START Input data

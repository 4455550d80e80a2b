use std::sync::{Arc, Mutex};
use std::time::Duration;

use bytes::Bytes;
use tokio::io::{self, AsyncRead, AsyncReadExt, AsyncWrite, AsyncWriteExt, BufWriter};
use tokio::sync::mpsc::{self, error::TrySendError};
use tokio::task::JoinHandle;
use tokio::time;
use tracing::{debug, trace};
use uuid::Uuid;

use crate::config::Config;
use crate::deadline::IdleDeadline;
use crate::error::SocketError;
use crate::handler::{SessionHandler, StreamHandler};
use crate::lifecycle::{lock, Lifecycle};

// A full flush channel already holds a pending request, so further ones are dropped.
const FLUSH_REQUESTS: usize = 10;

type BoxedReader = Box<dyn AsyncRead + Send + Unpin>;
type BoxedWriter = BufWriter<Box<dyn AsyncWrite + Send + Unpin>>;

/// A duplex byte-stream connection driven by one reader task and one writer task.
///
/// Works over any connected stream (TCP, Unix-domain). Cloning is cheap and every clone
/// refers to the same connection.
pub struct StreamEndpoint<H: ?Sized> {
    inner: Arc<Inner<H>>,
}

impl<H: ?Sized> Clone for StreamEndpoint<H> {
    fn clone(&self) -> Self {
        Self {
            inner: self.inner.clone(),
        }
    }
}

struct Inner<H: ?Sized> {
    id: Uuid,
    lifecycle: Lifecycle,
    deadline: IdleDeadline,
    outbound: mpsc::Sender<Bytes>,
    flush_requests: mpsc::Sender<()>,
    read_chunk_size: usize,
    // Handle halves waiting for `start`.
    pending: Mutex<Option<Io>>,
    tasks: Mutex<Vec<JoinHandle<()>>>,
    handler: Arc<H>,
}

struct Io {
    reader: BoxedReader,
    writer: BoxedWriter,
    outbound: mpsc::Receiver<Bytes>,
    flush_requests: mpsc::Receiver<()>,
}

impl<H: StreamHandler + ?Sized> StreamEndpoint<H> {
    /// Attaches `handler` to an already connected stream. Nothing runs until `start`; this
    /// leaves room for the handler to keep a clone of the endpoint before the first read.
    pub fn new<S>(stream: S, handler: Arc<H>, config: &Config) -> Self
    where
        S: AsyncRead + AsyncWrite + Send + 'static,
    {
        let (reader, writer) = io::split(stream);
        let (outbound_tx, outbound_rx) = mpsc::channel(config.write_queue_capacity.max(1));
        let (flush_tx, flush_rx) = mpsc::channel(FLUSH_REQUESTS);

        let writer: Box<dyn AsyncWrite + Send + Unpin> = Box::new(writer);
        let io = Io {
            reader: Box::new(reader),
            writer: BufWriter::with_capacity(config.write_buffer_size, writer),
            outbound: outbound_rx,
            flush_requests: flush_rx,
        };

        let inner = Inner {
            id: Uuid::new_v4(),
            lifecycle: Lifecycle::new(),
            deadline: IdleDeadline::new(config.idle_timeout),
            outbound: outbound_tx,
            flush_requests: flush_tx,
            read_chunk_size: config.read_chunk_size.max(1),
            pending: Mutex::new(Some(io)),
            tasks: Mutex::new(Vec::with_capacity(2)),
            handler,
        };

        Self {
            inner: Arc::new(inner),
        }
    }

    /// Opens the endpoint and spawns its reader and writer tasks. Only the first call has an
    /// effect.
    pub fn start(&self) {
        self.launch();
    }

    fn launch(&self) -> bool {
        let Some(io) = lock(&self.inner.pending).take() else {
            return false;
        };

        self.inner.lifecycle.open();
        self.inner.deadline.renew();

        let reader = tokio::spawn(read_loop(self.inner.clone(), io.reader));
        let writer = tokio::spawn(write_loop(
            self.inner.clone(),
            io.writer,
            io.outbound,
            io.flush_requests,
        ));
        lock(&self.inner.tasks).extend([reader, writer]);

        debug!(endpoint = %self.inner.id, "stream endpoint started");
        true
    }

    pub fn id(&self) -> Uuid {
        self.inner.id
    }

    pub fn is_closed(&self) -> bool {
        self.inner.lifecycle.is_closed()
    }

    /// Queues `data` for the writer task.
    ///
    /// A closed endpoint silently ignores the call. When the queue is full the payload is
    /// dropped and `SocketError::QueueOverflow` is returned; already queued payloads are kept.
    pub fn write(&self, data: impl Into<Bytes>) -> Result<(), SocketError> {
        self.inner.write(data.into())
    }

    pub fn write_str(&self, text: &str) -> Result<(), SocketError> {
        self.write(Bytes::copy_from_slice(text.as_bytes()))
    }

    /// Asks the writer task to drain its buffer. Does not wait for it.
    pub fn flush(&self) {
        self.inner.request_flush();
    }

    /// Closes the connection. Safe to call any number of times from anywhere, including from
    /// inside a callback; only the first call tears down and fires `on_close`.
    ///
    /// Pending writes are abandoned, even one blocked on a peer that stopped reading. Called
    /// from outside any endpoint callback, `close` waits for an `on_read` already running on
    /// this endpoint to return. Called from inside a callback it does not wait, so endpoints
    /// may close each other from their callbacks.
    pub fn close(&self) {
        self.inner.close();
    }

    /// Changes the idle timeout. Applies from the next successful read or write.
    pub fn set_deadline(&self, timeout: Duration) {
        self.inner.deadline.set_timeout(timeout);
    }

    /// Waits for the reader and writer tasks to exit. Must not be awaited from inside a
    /// callback of the same endpoint.
    pub async fn join(&self) {
        let tasks = std::mem::take(&mut *lock(&self.inner.tasks));
        for task in tasks {
            let _ = task.await;
        }
    }
}

impl<H: SessionHandler + ?Sized> StreamEndpoint<H> {
    /// Starts an accepted connection and fires `on_start` once the loops are running.
    pub fn start_session(&self) {
        if self.launch() {
            self.inner.handler.on_start();
        }
    }
}

impl<H: StreamHandler + ?Sized> Inner<H> {
    fn write(&self, data: Bytes) -> Result<(), SocketError> {
        if self.lifecycle.is_closed() {
            return Ok(());
        }
        match self.outbound.try_send(data) {
            Ok(()) => Ok(()),
            Err(TrySendError::Full(_)) => Err(SocketError::QueueOverflow),
            Err(TrySendError::Closed(_)) => Ok(()),
        }
    }

    fn request_flush(&self) {
        let _ = self.flush_requests.try_send(());
    }

    fn close(&self) {
        if self.lifecycle.close() {
            debug!(endpoint = %self.id, "stream endpoint closed");
            self.handler.on_close();
        }
    }

    fn fail(&self, err: SocketError) {
        if !self.lifecycle.is_closed() {
            debug!(endpoint = %self.id, "stream endpoint failed: {}", err);
            self.handler.on_exception(&err);
        }
        self.close();
    }
}

async fn read_loop<H>(inner: Arc<Inner<H>>, mut reader: BoxedReader)
where
    H: StreamHandler + ?Sized,
{
    let mut buf = vec![0u8; inner.read_chunk_size];

    loop {
        let read = tokio::select! {
            biased;
            _ = inner.lifecycle.closed() => break,
            _ = inner.deadline.expired() => Err(SocketError::IdleTimeout(inner.deadline.timeout())),
            read = reader.read(&mut buf) => match read {
                Ok(0) => Err(SocketError::PeerClosed),
                Ok(n) => Ok(n),
                Err(err) => Err(err.into()),
            },
        };

        match read {
            Ok(n) => {
                trace!(endpoint = %inner.id, "read {} bytes", n);
                if !inner.lifecycle.deliver(|| inner.handler.on_read(&buf[..n])) {
                    break;
                }
                inner.deadline.renew();
            }
            Err(err) => {
                inner.fail(err);
                break;
            }
        }
    }

    debug!(endpoint = %inner.id, "read loop exited");
}

async fn write_loop<H>(
    inner: Arc<Inner<H>>,
    mut writer: BoxedWriter,
    mut outbound: mpsc::Receiver<Bytes>,
    mut flush_requests: mpsc::Receiver<()>,
) where
    H: StreamHandler + ?Sized,
{
    loop {
        let op = tokio::select! {
            biased;
            _ = inner.lifecycle.closed() => break,
            Some(data) = outbound.recv() => WriteOp::Payload(data),
            Some(()) = flush_requests.recv() => WriteOp::Flush,
        };

        // Shutdown must also interrupt a write parked on a peer that stopped reading.
        let io = async {
            match op {
                WriteOp::Payload(data) => write_payload(&inner, &mut writer, data).await,
                WriteOp::Flush => flush_buffer(&inner, &mut writer).await,
            }
        };
        let outcome = tokio::select! {
            biased;
            _ = inner.lifecycle.closed() => break,
            outcome = io => outcome,
        };

        if let Err(err) = outcome {
            inner.fail(err);
            break;
        }
    }

    debug!(endpoint = %inner.id, "write loop exited");
}

enum WriteOp {
    Payload(Bytes),
    Flush,
}

async fn write_payload<H>(
    inner: &Inner<H>,
    writer: &mut BoxedWriter,
    data: Bytes,
) -> Result<(), SocketError>
where
    H: StreamHandler + ?Sized,
{
    let write = write_through(writer, &data);
    let needs_flush = if inner.deadline.is_disabled() {
        write.await?
    } else {
        time::timeout_at(inner.deadline.expires_at(), write)
            .await
            .map_err(|_| SocketError::IdleTimeout(inner.deadline.timeout()))??
    };

    if needs_flush {
        inner.request_flush();
    } else {
        inner.deadline.renew();
    }
    Ok(())
}

/// Writes straight to the handle when nothing is buffered, otherwise appends to the buffer.
/// Returns whether bytes were left in the buffer and need a flush.
async fn write_through(writer: &mut BoxedWriter, data: &[u8]) -> io::Result<bool> {
    if writer.buffer().is_empty() {
        let n = writer.get_mut().write(data).await?;
        if n == 0 && !data.is_empty() {
            return Err(io::ErrorKind::WriteZero.into());
        }
        if n < data.len() {
            writer.write_all(&data[n..]).await?;
            return Ok(true);
        }
        return Ok(false);
    }

    writer.write_all(data).await?;
    Ok(true)
}

async fn flush_buffer<H>(inner: &Inner<H>, writer: &mut BoxedWriter) -> Result<(), SocketError>
where
    H: StreamHandler + ?Sized,
{
    let flush = writer.flush();
    let flushed = if inner.deadline.is_disabled() {
        flush.await
    } else {
        match time::timeout_at(inner.deadline.expires_at(), flush).await {
            Ok(flushed) => flushed,
            Err(_) => return Err(SocketError::IdleTimeout(inner.deadline.timeout())),
        }
    };

    match flushed {
        Ok(()) => {
            inner.deadline.renew();
            Ok(())
        }
        Err(err) if err.kind() == io::ErrorKind::WriteZero => {
            // Short flush, try again on the next turn.
            inner.request_flush();
            Ok(())
        }
        Err(err) => Err(err.into()),
    }
}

END Input data

Task instructions »
Whenever a line above includes the string "WriteZero", copy it.

Exercise solution »
            return Err(io::ErrorKind::WriteZero.into());
        Err(err) if err.kind() == io::ErrorKind::WriteZero => {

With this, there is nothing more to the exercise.